È stato varato lo yacht «Scheherazade», il cui proprietario reale, secondo i collaboratori del politico-investigatore Alexei Navalny, sarebbe Vladimir Putin. Il fatto del ritorno sull’acqua è stato comunicato in un video dal canale YouTube «eSysman SuperYachts» (un canale YouTube gestito da ex e attuali membri dell’equipaggio delle varie superyacht).
Va ricordato che all’inizio di maggio 2022, lo yacht «Scheherazade» era stato fermato nel porto italiano di Marina di Carrara, in Toscana. Le autorità italiane hanno affermato che il proprietario dello yacht era legato alle autorità russe. Se «Scheherazade» dovesse scappare – indipendentemente dal fatto che sia mai stato utilizzato o meno da Putin – sarà una cosa non bellissima.
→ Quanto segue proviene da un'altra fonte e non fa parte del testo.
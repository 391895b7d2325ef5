//! Dispatches ready continuations: marks frontier leaves, persists the
//! parent, and routes the referenced children.
//!
//! Dispatch is idempotent: `pending()` only yields undispatched leaves,
//! and a child is routed only while still in `Created` state, so repeated
//! invocations for the same `(parent, child)` never move a child past
//! `Ready` twice.

use std::sync::Arc;

use thiserror::Error;
use tracing::{debug, warn};

use crate::job::{Job, JobStatus};
use crate::mutator::JobMutator;
use crate::recover::RecoverableAction;
use crate::router::JobRouter;
use crate::store::{JobStore, StoreError};

#[derive(Debug, Error)]
pub enum DispatchError {
    #[error(transparent)]
    Store(#[from] StoreError),
}

pub struct ContinuationDispatcher {
    store: Arc<dyn JobStore>,
    mutator: Arc<JobMutator>,
    router: Arc<JobRouter>,
    recover: Arc<RecoverableAction>,
}

impl ContinuationDispatcher {
    pub fn new(
        store: Arc<dyn JobStore>,
        mutator: Arc<JobMutator>,
        router: Arc<JobRouter>,
        recover: Arc<RecoverableAction>,
    ) -> Self {
        Self {
            store,
            mutator,
            router,
            recover,
        }
    }

    /// Advance the parent's continuation tree: mark the pending frontier
    /// `Ready`, persist the parent (the tree is part of its record), then
    /// move each referenced child still in `Created` to `Ready` and route
    /// it. Children are loaded from the store. Returns the readied leaf
    /// ids.
    pub async fn dispatch(&self, parent: &mut Job) -> Result<Vec<String>, DispatchError> {
        self.dispatch_inner(parent, None).await
    }

    /// Same, primed with the freshly-created child list to skip the store
    /// round-trip.
    pub async fn dispatch_with(
        &self,
        parent: &mut Job,
        new_jobs: &[Job],
    ) -> Result<Vec<String>, DispatchError> {
        self.dispatch_inner(parent, Some(new_jobs)).await
    }

    async fn dispatch_inner(
        &self,
        parent: &mut Job,
        primed: Option<&[Job]>,
    ) -> Result<Vec<String>, DispatchError> {
        let Some(continuation) = parent.continuation.as_mut() else {
            return Ok(Vec::new());
        };
        let pending = continuation.pending();
        for id in &pending {
            continuation.mark_ready(id);
        }
        // Persisted before any child becomes visible to a queue; also
        // lands results recorded on the tree by the caller.
        self.store.store(parent).await?;

        let mut readied = Vec::new();
        for id in pending {
            let child = match primed {
                Some(jobs) => jobs.iter().find(|job| job.id == id).cloned(),
                None => match self.store.load(&id).await {
                    Ok(job) => Some(job),
                    Err(err) => {
                        warn!(parent_id = %parent.id, child_id = %id, %err, "child load failed");
                        None
                    }
                },
            };
            let Some(child) = child else { continue };
            if child.status != JobStatus::Created {
                // Already dispatched by an earlier invocation.
                debug!(child_id = %child.id, status = %child.status, "skipping dispatched child");
                continue;
            }
            self.ready_and_route(child).await;
            readied.push(id);
        }
        Ok(readied)
    }

    /// Move a created child to `Ready` (persisted, retried) and hand it
    /// to its queue.
    pub async fn ready_and_route(&self, child: Job) {
        let mutator = &self.mutator;
        let router = &self.router;
        self.recover
            .run(
                &child.id,
                || mutator.set_status(child.clone(), JobStatus::Ready),
                |ready| async move {
                    if let Err(err) = router.route(ready).await {
                        warn!(%err, "failed to route readied child");
                    }
                },
            )
            .await;
    }
}
//! Routes jobs to their activity queue.
//!
//! The registry is built once at boot from configuration: one queue per
//! configured activity type, plus the default queue for everything else.
//! Routing is a pure function of the job's activity type.

use std::collections::HashMap;
use std::sync::Arc;

use tracing::debug;

use crate::events::EventStream;
use crate::job::Job;
use crate::queue::{JobQueue, QueueError};
use crate::settings::OrchestratorConfig;
use crate::store::JobStore;

pub struct JobRouter {
    queues: HashMap<String, Arc<JobQueue>>,
    default_queue: Arc<JobQueue>,
}

impl JobRouter {
    pub fn new(
        config: &OrchestratorConfig,
        store: Arc<dyn JobStore>,
        events: EventStream,
    ) -> Self {
        let mut queues = HashMap::new();
        let typed: Vec<String> = config
            .typed_queue_configs()
            .filter_map(|c| c.activity_type.clone())
            .collect();
        for queue_config in config.typed_queue_configs() {
            let Some(activity_type) = queue_config.activity_type.clone() else {
                continue;
            };
            let queue = Arc::new(JobQueue::new(
                queue_config.clone(),
                Vec::new(),
                config.recover.clone(),
                store.clone(),
                events.clone(),
            ));
            queues.insert(activity_type, queue);
        }
        let default_queue = Arc::new(JobQueue::new(
            config.default_queue_config(),
            typed,
            config.recover.clone(),
            store.clone(),
            events,
        ));
        Self {
            queues,
            default_queue,
        }
    }

    /// The queue registered for `activity_type`, falling back to the
    /// default queue.
    pub fn queue_for(&self, activity_type: &str) -> &Arc<JobQueue> {
        self.queues.get(activity_type).unwrap_or(&self.default_queue)
    }

    pub async fn route(&self, job: Job) -> Result<(), QueueError> {
        let queue = self.queue_for(&job.activity_type);
        debug!(
            job_id = %job.id,
            activity_type = %job.activity_type,
            default = queue.is_default(),
            "routing job"
        );
        queue.write(job).await
    }

    /// Initialize every queue with the boot-time candidate set. Typed
    /// queues take their jobs first; the default queue serves the rest.
    pub async fn initialize(&self, candidates: Vec<Job>) -> Result<(), QueueError> {
        let mut rest = candidates;
        for queue in self.queues.values() {
            rest = queue.initialize(rest).await?;
        }
        let leftover = self.default_queue.initialize(rest).await?;
        debug_assert!(leftover.is_empty(), "default queue serves every job");
        Ok(())
    }

    /// All queues, default last.
    pub fn queues(&self) -> Vec<Arc<JobQueue>> {
        let mut all: Vec<Arc<JobQueue>> = self.queues.values().cloned().collect();
        all.push(self.default_queue.clone());
        all
    }

    pub fn shutdown(&self) {
        for queue in self.queues.values() {
            queue.shutdown();
        }
        self.default_queue.shutdown();
    }
}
L’archivio della rubrica «Nel mondo»
La Bloomberg scrive che l’ufficio del Presidente ucraino non vedrebbe dei segni di spaccatura tra la leadership militare e quella politica dell’Ucraina dopo l’intervista rilasciata dal comandante in capo delle forze armate ucraine Valery Zaluzhny alla rivista The Economist sulla situazione del fronte (io avevo già scritto di quella intervista).
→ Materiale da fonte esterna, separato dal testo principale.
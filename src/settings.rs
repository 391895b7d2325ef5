//! Orchestrator configuration.
//!
//! Loadable from a TOML file or built in code; every field has a default
//! so embedders can start from `OrchestratorConfig::default()`.

use std::fs;
use std::path::Path;

use serde::Deserialize;
use thiserror::Error;

#[derive(Debug, Error)]
pub enum ConfigError {
    #[error("failed to read config file: {0}")]
    Io(#[from] std::io::Error),
    #[error("failed to parse config file: {0}")]
    Parse(#[from] toml::de::Error),
}

/// Per-activity-type policy. An entry with `activity_type = None`
/// configures the default queue, which serves every type without its own
/// entry and is never bounded.
#[derive(Debug, Clone, Deserialize)]
pub struct ActivityConfig {
    #[serde(default)]
    pub activity_type: Option<String>,
    /// Bound for the in-memory ready buffer; `None` means unbounded.
    #[serde(default)]
    pub max_queue_length: Option<usize>,
    #[serde(default = "default_max_retries")]
    pub max_retries: u32,
    #[serde(default = "default_retry_delay_ms")]
    pub retry_delay_ms: u64,
    #[serde(default)]
    pub max_poisoned_retries: u32,
}

fn default_max_retries() -> u32 {
    3
}

fn default_retry_delay_ms() -> u64 {
    1_000
}

impl Default for ActivityConfig {
    fn default() -> Self {
        Self {
            activity_type: None,
            max_queue_length: None,
            max_retries: default_max_retries(),
            retry_delay_ms: default_retry_delay_ms(),
            max_poisoned_retries: 0,
        }
    }
}

impl ActivityConfig {
    pub fn for_type(activity_type: impl Into<String>) -> Self {
        Self {
            activity_type: Some(activity_type.into()),
            ..Self::default()
        }
    }

    pub fn with_max_queue_length(mut self, max: usize) -> Self {
        self.max_queue_length = Some(max);
        self
    }

    pub fn with_max_retries(mut self, max: u32) -> Self {
        self.max_retries = max;
        self
    }

    pub fn with_retry_delay_ms(mut self, delay_ms: u64) -> Self {
        self.retry_delay_ms = delay_ms;
        self
    }

    pub fn with_max_poisoned_retries(mut self, max: u32) -> Self {
        self.max_poisoned_retries = max;
        self
    }
}

/// Backoff policy for retry-wrapped durable mutations.
#[derive(Debug, Clone, Deserialize)]
pub struct RecoverPolicy {
    #[serde(default = "default_recover_attempts")]
    pub max_attempts: u32,
    #[serde(default = "default_recover_base_delay_ms")]
    pub base_delay_ms: u64,
    #[serde(default = "default_recover_max_delay_ms")]
    pub max_delay_ms: u64,
}

fn default_recover_attempts() -> u32 {
    5
}

fn default_recover_base_delay_ms() -> u64 {
    50
}

fn default_recover_max_delay_ms() -> u64 {
    5_000
}

impl Default for RecoverPolicy {
    fn default() -> Self {
        Self {
            max_attempts: default_recover_attempts(),
            base_delay_ms: default_recover_base_delay_ms(),
            max_delay_ms: default_recover_max_delay_ms(),
        }
    }
}

#[derive(Debug, Clone, Deserialize)]
pub struct OrchestratorConfig {
    /// Per-type queue and retry policies. At most one entry may leave
    /// `activity_type` unset; it overrides the default queue's policy.
    #[serde(default)]
    pub activities: Vec<ActivityConfig>,
    #[serde(default = "default_workers_per_queue")]
    pub workers_per_queue: usize,
    #[serde(default = "default_event_capacity")]
    pub event_capacity: usize,
    #[serde(default)]
    pub recover: RecoverPolicy,
}

fn default_workers_per_queue() -> usize {
    1
}

fn default_event_capacity() -> usize {
    256
}

impl Default for OrchestratorConfig {
    fn default() -> Self {
        Self {
            activities: Vec::new(),
            workers_per_queue: default_workers_per_queue(),
            event_capacity: default_event_capacity(),
            recover: RecoverPolicy::default(),
        }
    }
}

impl OrchestratorConfig {
    /// Load from a TOML file, or defaults when `path` is `None`.
    pub fn load(path: Option<&Path>) -> Result<Self, ConfigError> {
        match path {
            Some(path) => {
                let data = fs::read_to_string(path)?;
                let cfg: Self = toml::from_str(&data)?;
                Ok(cfg)
            }
            None => Ok(Self::default()),
        }
    }

    /// Policy for an activity type: its own entry, else the default-queue
    /// entry, else built-in defaults.
    pub fn activity(&self, activity_type: &str) -> ActivityConfig {
        self.activities
            .iter()
            .find(|a| a.activity_type.as_deref() == Some(activity_type))
            .or_else(|| {
                self.activities
                    .iter()
                    .find(|a| a.activity_type.is_none())
            })
            .cloned()
            .unwrap_or_default()
    }

    /// The default-queue entry, if configured.
    pub fn default_queue_config(&self) -> ActivityConfig {
        let mut cfg = self
            .activities
            .iter()
            .find(|a| a.activity_type.is_none())
            .cloned()
            .unwrap_or_default();
        // The default queue is unbounded regardless of configuration.
        cfg.max_queue_length = None;
        cfg
    }

    /// Configured typed-queue entries.
    pub fn typed_queue_configs(&self) -> impl Iterator<Item = &ActivityConfig> {
        self.activities.iter().filter(|a| a.activity_type.is_some())
    }
}

#[cfg(test)]
mod tests {
    use super::*;

    #[test]
    fn parses_minimal_toml() {
        let cfg: OrchestratorConfig = toml::from_str(
            r#"
            workers_per_queue = 2

            [[activities]]
            activity_type = "reports"
            max_queue_length = 8
            max_retries = 5

            [recover]
            max_attempts = 3
            "#,
        )
        .unwrap();
        assert_eq!(cfg.workers_per_queue, 2);
        assert_eq!(cfg.recover.max_attempts, 3);
        let reports = cfg.activity("reports");
        assert_eq!(reports.max_queue_length, Some(8));
        assert_eq!(reports.max_retries, 5);
        // Unconfigured type falls back to defaults.
        assert_eq!(cfg.activity("other").max_retries, 3);
    }

    #[test]
    fn default_queue_is_never_bounded() {
        let cfg: OrchestratorConfig = toml::from_str(
            r#"
            [[activities]]
            max_queue_length = 4
            "#,
        )
        .unwrap();
        assert_eq!(cfg.default_queue_config().max_queue_length, None);
    }
}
Direi che in questo specifico caso il comunicato della Bloomberg è da considerare logico, razionale e quindi affidabile. Infatti, Valery Zaluzhny mi sembra, praticamente da quando è iniziata la guerra in Ucraina, uno dei più grandi geni militari dei nostri tempi: non solo per la sua capacità di affrontare il nemico con quei mezzi disponibili che non sono mai stati particolarmente abbondanti, ma anche per la sua capacità – manifestata pubblicamente in molte occasioni – di analizzare e spiegare la situazione bellica corrente. Di conseguenza, la crisi tra Zelensky e Zaluzhny trasformatasi in qualcosa di grave (per esempio, la rimozione del secondo) sarebbe una perdita enorme per l’Ucraina. Suppongo che Zelensky lo capisca e cerchi di fare tutto il possibile per evitare ogni forma di crisi.
La Commissione europea ha raccomandato al Consiglio dell’UE di avviare i negoziati con l’Ucraina e la Moldavia per la loro adesione all’UE a una serie di condizioni. Inoltre, la Commissione ha raccomandato al Consiglio dell’UE di concedere alla Georgia lo status di Paese-candidato «a condizione che il Governo del Paese compia importanti passi di riforma».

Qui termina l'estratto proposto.